Watch the girls and their grandmothers dance, heads held high, and you might not guess they're refugees.
On this summer night in Liberty Park, the members of the Bosnian folk group Kolo seem to have moved past that label. Without a glance down at their feet, the dancers form a line, throw arms across each other's shoulders, and laugh at their family members whooping and clapping on the sidelines.
"It feels good to remember your culture," says Alisa Kokic, a Yugoslavian-born 19-year-old who came to live in West Valley City five years ago.
Kokic represents one segment of Utah's multiethnic, multigenerational wave of 10,000 refugees from the protracted war in Yugoslavia. She learned English at Highland High School, works at an airport restaurant while attending Salt Lake Community College, and plans to become a teacher.
"You can learn this dance," she says, green eyes flashing. "Come and learn."
That same encouragement comes as easily from Sanita Sladojevic, only the time and place are more specific: "Bring your dancing shoes," she says, to the Bosnian & Hercegovinian Festival, 2-11 p.m. this Saturday at the Columbus Center, 2531 S. 400 East.
An evening at the Atlantic Cafe, under the care of owners Miro and Anka Bako, provides a taste of Bosnian generosity. The aromatic dishes keep coming, like toboggans down a hillside: seasoned ground beef, freshly baked pitas, olives, cheeses, sweet-pepper spreads and baklava so rich it commands a blissful pause after each bite.

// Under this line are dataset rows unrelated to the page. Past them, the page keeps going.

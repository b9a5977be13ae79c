pub mod rng;
pub mod particles;
pub mod orbit;
pub mod phase;
pub mod countdown;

"We feel so well taken care of, just like at home with Mother," remarks Mladen Maric, one of the Bosnian community's leaders.
Maric came to Salt Lake City as a teenager in 1973, when the other Slavic people in Utah were mainly miners, not refugees. He's watched the state's capital diversify and watched Yugoslavian refugees start their lives over again.

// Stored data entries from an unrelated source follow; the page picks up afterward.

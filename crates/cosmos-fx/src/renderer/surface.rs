//! Immediate-mode 2D drawing surface.
//!
//! Effects render through this trait only. Implementations:
//! - [`RecordingSurface`](super::recorder::RecordingSurface): captures commands (tests, headless).
//! - `TessellatingSurface` (feature `vectors`): lyon triangles into a flat vertex buffer.
//! - `Canvas2dSurface` in `cosmos-web`: the browser Canvas 2D context.

use glam::Vec2;
use serde::{Deserialize, Serialize};

/// RGBA color, components in 0.0 - 1.0.
#[derive(Debug, Clone, Copy, PartialEq, Serialize, Deserialize)]
pub struct Color {
    pub r: f32,
    pub g: f32,
    pub b: f32,
    pub a: f32,
}

impl Color {
    pub const fn new(r: f32, g: f32, b: f32, a: f32) -> Self {
        Self { r, g, b, a }
    }

    /// Create a color from RGB u8 values (0-255) and a float alpha.
    pub fn rgba8(r: u8, g: u8, b: u8, a: f32) -> Self {
        Self {
            r: r as f32 / 255.0,
            g: g as f32 / 255.0,
            b: b as f32 / 255.0,
            a,
        }
    }

    /// Create a fully opaque color from RGB u8 values.
    pub fn rgb8(r: u8, g: u8, b: u8) -> Self {
        Self::rgba8(r, g, b, 1.0)
    }

    /// Same color with a replaced alpha (clamped to [0, 1]).
    pub fn with_alpha(self, a: f32) -> Self {
        Self { a: a.clamp(0.0, 1.0), ..self }
    }

    /// CSS `rgba(...)` string for canvas style properties.
    pub fn to_css(&self) -> String {
        format!(
            "rgba({},{},{},{:.4})",
            (self.r.clamp(0.0, 1.0) * 255.0).round() as u8,
            (self.g.clamp(0.0, 1.0) * 255.0).round() as u8,
            (self.b.clamp(0.0, 1.0) * 255.0).round() as u8,
            self.a.clamp(0.0, 1.0),
        )
    }

    pub const WHITE: Self = Self::new(1.0, 1.0, 1.0, 1.0);
    pub const BLACK: Self = Self::new(0.0, 0.0, 0.0, 1.0);
    pub const TRANSPARENT: Self = Self::new(0.0, 0.0, 0.0, 0.0);
    /// Near-black ink used by every effect on the light page background.
    pub const INK: Self = Self::new(10.0 / 255.0, 10.0 / 255.0, 15.0 / 255.0, 1.0);
}

impl Default for Color {
    fn default() -> Self {
        Self::INK
    }
}

/// One color stop of a gradient, `offset` in [0, 1].
#[derive(Debug, Clone, Copy, PartialEq)]
pub struct GradientStop {
    pub offset: f32,
    pub color: Color,
}

impl GradientStop {
    pub const fn new(offset: f32, color: Color) -> Self {
        Self { offset, color }
    }
}

/// Fixed-capacity stop list so gradients stay `Copy` and never allocate per frame.
#[derive(Debug, Clone, Copy, PartialEq)]
pub struct Gradient {
    stops: [GradientStop; Gradient::MAX_STOPS],
    len: usize,
}

impl Gradient {
    pub const MAX_STOPS: usize = 4;

    /// Build from up to `MAX_STOPS` stops; extra stops are ignored.
    pub fn new(stops: &[GradientStop]) -> Self {
        let mut out = [GradientStop::new(0.0, Color::TRANSPARENT); Self::MAX_STOPS];
        let len = stops.len().min(Self::MAX_STOPS);
        out[..len].copy_from_slice(&stops[..len]);
        Self { stops: out, len }
    }

    pub fn stops(&self) -> &[GradientStop] {
        &self.stops[..self.len]
    }

    /// Color at `t` by linear interpolation between neighbouring stops.
    pub fn sample(&self, t: f32) -> Color {
        let stops = self.stops();
        let Some(first) = stops.first() else {
            return Color::TRANSPARENT;
        };
        if t <= first.offset {
            return first.color;
        }
        for pair in stops.windows(2) {
            let (a, b) = (pair[0], pair[1]);
            if t <= b.offset {
                let span = (b.offset - a.offset).max(f32::EPSILON);
                let k = (t - a.offset) / span;
                return Color::new(
                    a.color.r + (b.color.r - a.color.r) * k,
                    a.color.g + (b.color.g - a.color.g) * k,
                    a.color.b + (b.color.b - a.color.b) * k,
                    a.color.a + (b.color.a - a.color.a) * k,
                );
            }
        }
        stops[stops.len() - 1].color
    }
}

/// How a shape is filled.
#[derive(Debug, Clone, Copy, PartialEq)]
pub enum Fill {
    Solid(Color),
    /// Concentric fade from `center` (t = 0) out to `radius` (t = 1).
    Radial { center: Vec2, radius: f32, gradient: Gradient },
    /// Fade along the segment `from` (t = 0) to `to` (t = 1).
    Linear { from: Vec2, to: Vec2, gradient: Gradient },
}

impl Fill {
    pub fn radial(center: Vec2, radius: f32, stops: &[GradientStop]) -> Self {
        Fill::Radial { center, radius, gradient: Gradient::new(stops) }
    }

    pub fn linear(from: Vec2, to: Vec2, stops: &[GradientStop]) -> Self {
        Fill::Linear { from, to, gradient: Gradient::new(stops) }
    }
}

impl From<Color> for Fill {
    fn from(color: Color) -> Self {
        Fill::Solid(color)
    }
}

/// Immediate-mode drawing contract.
///
/// Coordinates are in canvas pixels before the current transform. `save` and
/// `restore` bracket transform changes exactly like the Canvas 2D API.
pub trait Surface {
    /// Clear the whole drawing area.
    fn clear(&mut self, width: f32, height: f32);

    fn fill_circle(&mut self, center: Vec2, radius: f32, fill: Fill);

    fn stroke_circle(&mut self, center: Vec2, radius: f32, line_width: f32, color: Color);

    fn line(&mut self, from: Vec2, to: Vec2, line_width: f32, color: Color);

    /// Fill a closed polygon. Fewer than three points draws nothing.
    fn fill_polygon(&mut self, points: &[Vec2], fill: Fill);

    /// Stroke a closed polygon outline.
    fn stroke_polygon(&mut self, points: &[Vec2], line_width: f32, color: Color);

    fn save(&mut self);

    fn restore(&mut self);

    fn translate(&mut self, offset: Vec2);

    fn scale(&mut self, factor: Vec2);

    fn rotate(&mut self, radians: f32);
}

#[cfg(test)]
mod tests {
    use super::*;

    #[test]
    fn css_string() {
        assert_eq!(Color::rgba8(10, 15, 30, 0.3).to_css(), "rgba(10,15,30,0.3000)");
        assert_eq!(Color::WHITE.with_alpha(2.0).to_css(), "rgba(255,255,255,1.0000)");
    }

    #[test]
    fn gradient_truncates_extra_stops() {
        let stop = GradientStop::new(0.0, Color::INK);
        let g = Gradient::new(&[stop; 6]);
        assert_eq!(g.stops().len(), Gradient::MAX_STOPS);
    }

    #[test]
    fn gradient_sample_interpolates() {
        let g = Gradient::new(&[
            GradientStop::new(0.0, Color::INK.with_alpha(0.8)),
            GradientStop::new(1.0, Color::INK.with_alpha(0.0)),
        ]);
        assert!((g.sample(0.5).a - 0.4).abs() < 1e-6);
        assert_eq!(g.sample(-1.0).a, 0.8);
        assert_eq!(g.sample(2.0).a, 0.0);
        assert_eq!(Gradient::new(&[]).sample(0.5), Color::TRANSPARENT);
    }

    #[test]
    fn color_deserializes_from_json() {
        let c: Color = serde_json::from_str(r#"{"r":1.0,"g":0.5,"b":0.0,"a":0.25}"#).unwrap();
        assert_eq!(c, Color::new(1.0, 0.5, 0.0, 0.25));
    }
}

"There have always been things happening in Utah," in terms of cultural celebrations, Maric says. "But they were happening behind closed doors. Now those doors are opening."
Sladojevic lived in a refugee camp before a resettlement agency brought her to Utah in 1995. She was 20 then.
"It's really hard to go through a war. It leaves marks on you," she says. "They drop you here and that's it. It's a struggle.
"We don't take life for granted."
Refugees typically start out in lower-wage jobs and small apartments, yet Bosnians have refused to shrink their sense of hospitality.
"We offer you everything we have," Sladojevic says. "You cannot leave (a Bosnian home) without eating and drinking."
Adjusting to life in Utah hasn't been entirely smooth, of course.
Sladojevic, having lived in a refugee-camp tent, wasn't eager to go camping here until recently. But she adores skiing, saying she can scarcely wait for real snow. She quit smoking, finally; Maric says many other Bosnians haven't managed that yet. He's working with a refugee organization with the hope of offering smoking cessation classes.
Bako, the Atlantic's owner, has re-created a meeting place for Bosnians and anyone hungry for European atmosphere. He doesn't say much about whether he'll ever return home, or whether he misses the place where he grew up. Then his 5-year-old son, Loren, bursts in the restaurant's door.
"His home is my home," Bako says.
Saturday's festival, Maric adds, is a celebration of the new start Bosnians have made in Utah. Whatever their background, "We want people to come and celebrate life with us."